Records from a data collection:
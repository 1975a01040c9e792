use anyhow::Context;
use rust_decimal::{prelude::ToPrimitive, Decimal, RoundingStrategy};
use serde_with::DeserializeFromStr;

use std::{
    fmt::{Debug, Display},
    str::FromStr,
};

/// Represents an amount of money.
///
/// The amount is stored as an exact [`Decimal`], keeping every digit of the
/// input, so sums are exact. The [`Display`] implementation rounds to 2
/// decimal places (midpoints away from zero) and honours width and
/// alignment flags.
#[derive(Clone, Copy, Default, DeserializeFromStr, Eq, Hash, PartialEq, Ord, PartialOrd)]
pub struct Money(Decimal);

impl Money {
    pub const ZERO: Money = Money(Decimal::ZERO);

    #[must_use]
    pub fn from_cents(cents: i64) -> Self {
        Self(Decimal::new(cents, 2))
    }

    #[must_use]
    pub fn is_zero(self) -> bool {
        self.0.is_zero()
    }

    /// Adds two amounts, returning `None` if the result can't be represented.
    #[must_use]
    pub fn checked_add(self, rhs: Money) -> Option<Money> {
        self.0.checked_add(rhs.0).map(Self)
    }

    /// Returns this amount as a percentage of `total`.
    ///
    /// Returns `None` when `total` is zero, since no share is defined.
    ///
    /// # Examples
    ///
    /// ```
    /// # use sales_summary::Money;
    /// let part: Money = "25.00".parse().unwrap();
    /// let total: Money = "75.00".parse().unwrap();
    /// let share = part.share_of(total).unwrap();
    /// assert_eq!(format!("{share:.2}"), "33.33");
    /// assert_eq!(part.share_of(Money::ZERO), None);
    /// ```
    #[must_use]
    pub fn share_of(self, total: Money) -> Option<f64> {
        if total.is_zero() {
            return None;
        }
        Some(self.0.to_f64()? / total.0.to_f64()? * 100.0)
    }
}

impl Debug for Money {
    fn fmt(&self, f: &mut std::fmt::Formatter<'_>) -> std::fmt::Result {
        Display::fmt(self, f)
    }
}

impl Display for Money {
    fn fmt(&self, f: &mut std::fmt::Formatter<'_>) -> std::fmt::Result {
        let mut rounded = self
            .0
            .round_dp_with_strategy(2, RoundingStrategy::MidpointAwayFromZero);
        if rounded.is_zero() {
            rounded = Decimal::ZERO;
        }
        rounded.rescale(2);
        f.pad(&rounded.to_string())
    }
}

impl FromStr for Money {
    type Err = anyhow::Error;

    fn from_str(s: &str) -> std::result::Result<Self, Self::Err> {
        let text = s.trim();
        let amount = if text.contains(['e', 'E']) {
            Decimal::from_scientific(text)
        } else {
            Decimal::from_str(text)
        };
        amount
            .map(Self)
            .with_context(|| format!("invalid amount {s:?}: not a decimal number"))
    }
}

Task to complete – Across all the records above, find each line with "unwrap" in it and copy it.

Answer section –
    /// let part: Money = "25.00".parse().unwrap();
    /// let total: Money = "75.00".parse().unwrap();
    /// let share = part.share_of(total).unwrap();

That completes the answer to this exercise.